NBF rolled out a lot of goodies over the past year, including new computers loaded with the latest operating system and flat-screen monitors. On the software side, it added a customizable research Internet portal, a new Morningstar Canada mutual fund analysis tool and an order-entry system that’s getting “rave reviews,” according to Gordon Gibson, the firm’s senior vice president and managing director in Montreal.

“Up, up, up — no big change there,” he says, referring to tech spending at the firm.
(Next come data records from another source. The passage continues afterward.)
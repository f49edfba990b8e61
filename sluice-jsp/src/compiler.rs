//! Compiler, page and source contracts.
//!
//! A [`PageCompiler`] turns a page source URI into an artifact under the
//! scratch directory and loads that artifact as a [`Page`]. The runtime never
//! looks inside either; it only drives the compile, load, init, service and
//! destroy lifecycle.

use crate::{JspError, JspResult};
use async_trait::async_trait;
use sluice_core::{Request, Response};
use std::collections::HashMap;
use std::path::{Component, Path, PathBuf};
use std::time::SystemTime;

/// Where the artifacts for one page URI live.
#[derive(Debug, Clone, PartialEq, Eq)]
pub struct CompilationContext {
    uri: String,
    output_dir: PathBuf,
    artifact_path: PathBuf,
}

impl CompilationContext {
    /// Lay out the artifact for `uri` under `scratch_dir`.
    ///
    /// `/admin/index.jsp` compiles to `<scratch>/admin/index_jsp.page`. Every
    /// path segment is mangled with [`mangle_segment`], so distinct URIs never
    /// share an artifact and `..` cannot leave the scratch directory.
    pub fn new(scratch_dir: &Path, uri: &str) -> Self {
        let mut segments: Vec<String> = uri
            .split('/')
            .filter(|segment| !segment.is_empty())
            .map(mangle_segment)
            .collect();
        let name = if uri.ends_with('/') {
            None
        } else {
            segments.pop()
        };
        let output_dir = segments
            .iter()
            .fold(scratch_dir.to_path_buf(), |dir, segment| dir.join(segment));
        let artifact_path = output_dir.join(format!(
            "{}.page",
            name.as_deref().unwrap_or(DIRECTORY_ARTIFACT)
        ));
        Self {
            uri: uri.to_string(),
            output_dir,
            artifact_path,
        }
    }

    pub fn uri(&self) -> &str {
        &self.uri
    }

    /// Directory the artifact is written to
    pub fn output_dir(&self) -> &Path {
        &self.output_dir
    }

    pub fn artifact_path(&self) -> &Path {
        &self.artifact_path
    }
}

/// Artifact name for a URI naming a directory. No mangled segment is a lone `-`.
const DIRECTORY_ARTIFACT: &str = "-";

/// Turn one URI segment into a file name.
///
/// ASCII alphanumerics are kept, `.` becomes `_` and every other byte is
/// written as `-` followed by two hex digits. The mapping is reversible, so
/// `a.jsp`, `a.html` and `a_jsp` land on `a_jsp`, `a_html` and `a-5fjsp`.
pub fn mangle_segment(segment: &str) -> String {
    let mut out = String::with_capacity(segment.len());
    for byte in segment.bytes() {
        match byte {
            b if b.is_ascii_alphanumeric() => out.push(char::from(b)),
            b'.' => out.push('_'),
            b => out.push_str(&format!("-{:02x}", b)),
        }
    }
    out
}

/// Result of a compile step.
#[derive(Debug, Clone, Copy, PartialEq, Eq)]
pub enum CompileOutcome {
    /// A new artifact was produced; the loaded page is stale.
    Compiled,
    /// The existing artifact is current.
    UpToDate,
}

/// Per-page settings passed to [`Page::init`].
#[derive(Debug, Clone, Default)]
pub struct PageConfig {
    pub uri: String,
    pub init_params: HashMap<String, String>,
}

impl PageConfig {
    pub fn new(uri: impl Into<String>) -> Self {
        Self {
            uri: uri.into(),
            init_params: HashMap::new(),
        }
    }

    pub fn init_param(&self, name: &str) -> Option<&str> {
        self.init_params.get(name).map(String::as_str)
    }
}

/// A loaded, executable page.
#[async_trait]
pub trait Page: Send + Sync {
    /// Called once after loading, before the first service call.
    async fn init(&self, _config: &PageConfig) -> JspResult<()> {
        Ok(())
    }

    /// Handle a request.
    ///
    /// Returning [`JspError::Unavailable`] takes the page out of service for
    /// the given number of seconds.
    async fn service(&self, req: &mut Request, res: &mut Response) -> JspResult<()>;

    /// Called when the page is replaced or the runtime shuts down.
    async fn destroy(&self) {}

    /// Pages returning `false` are never serviced concurrently.
    fn is_thread_safe(&self) -> bool {
        true
    }
}

/// Turns page sources into loadable pages.
#[async_trait]
pub trait PageCompiler: Send + Sync {
    /// Cheap probe for whether a source exists for `uri`.
    async fn source_exists(&self, uri: &str) -> bool;

    /// Bring the artifact for `ctx` up to date.
    ///
    /// Fails with [`JspError::SourceNotFound`] if the source is gone and
    /// with [`JspError::Compile`] if it cannot be translated.
    async fn compile(&self, ctx: &CompilationContext) -> JspResult<CompileOutcome>;

    /// Load the current artifact for `ctx`.
    async fn load(&self, ctx: &CompilationContext) -> JspResult<Box<dyn Page>>;
}

/// Read access to page sources.
#[async_trait]
pub trait PageSource: Send + Sync {
    async fn exists(&self, uri: &str) -> bool;

    async fn last_modified(&self, uri: &str) -> JspResult<SystemTime>;

    async fn read(&self, uri: &str) -> JspResult<String>;
}

/// Page sources stored under a document root.
#[derive(Debug, Clone)]
pub struct DirectorySource {
    root: PathBuf,
}

impl DirectorySource {
    pub fn new(root: impl Into<PathBuf>) -> Self {
        Self { root: root.into() }
    }

    pub fn root(&self) -> &Path {
        &self.root
    }

    /// Map `uri` to a file under the root. Anything other than plain path
    /// segments (`..`, drive prefixes) resolves to nothing.
    pub fn resolve(&self, uri: &str) -> Option<PathBuf> {
        let relative = Path::new(uri.trim_start_matches('/'));
        let mut path = self.root.clone();
        for component in relative.components() {
            match component {
                Component::Normal(segment) => path.push(segment),
                Component::CurDir => {}
                _ => return None,
            }
        }
        (path != self.root).then_some(path)
    }

    fn resolve_existing(&self, uri: &str) -> JspResult<PathBuf> {
        self.resolve(uri)
            .ok_or_else(|| JspError::SourceNotFound(uri.to_string()))
    }
}

#[async_trait]
impl PageSource for DirectorySource {
    async fn exists(&self, uri: &str) -> bool {
        match self.resolve(uri) {
            Some(path) => tokio::fs::metadata(path)
                .await
                .is_ok_and(|meta| meta.is_file()),
            None => false,
        }
    }

    async fn last_modified(&self, uri: &str) -> JspResult<SystemTime> {
        let path = self.resolve_existing(uri)?;
        let meta = tokio::fs::metadata(&path)
            .await
            .map_err(|e| not_found_or_io(uri, e))?;
        Ok(meta.modified()?)
    }

    async fn read(&self, uri: &str) -> JspResult<String> {
        let path = self.resolve_existing(uri)?;
        tokio::fs::read_to_string(&path)
            .await
            .map_err(|e| not_found_or_io(uri, e))
    }
}

fn not_found_or_io(uri: &str, err: std::io::Error) -> JspError {
    if err.kind() == std::io::ErrorKind::NotFound {
        JspError::SourceNotFound(uri.to_string())
    } else {
        JspError::Io(err)
    }
}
Another firm that focused on improving its technology tools offering is TD Waterhouse Private Investment Advice. The firm’s tech score also jumped — by 0.5 from 2006. Advisors are happy about Thomson ONE and some new diagnostic tools, but they still complain about a patchwork of software that doesn’t function seamlessly.

Furthermore, one-quarter of the firm’s advisors are working on old systems, admits Mike Reilly, the firm’s president and national sales manager: “We’ve put in entirely new systems, so there has been a huge amount of change.”

“It is vastly improved,” says a TD Waterhouse advisor on the West Coast. “But it is still a notch below the rest of the banks. The firm is aggressively trying to move there, though.”

Of note, advisors at Scotia-McLeod Inc. continue to beat up their firm in this category — and for its back-office performance (see story above).

Blackmont Capital Inc. ‘s score jumped by 0.7 from 2006, but it still lags its immediate competition. The firm’s transition to Dataphile wasn’t smooth, advisors say.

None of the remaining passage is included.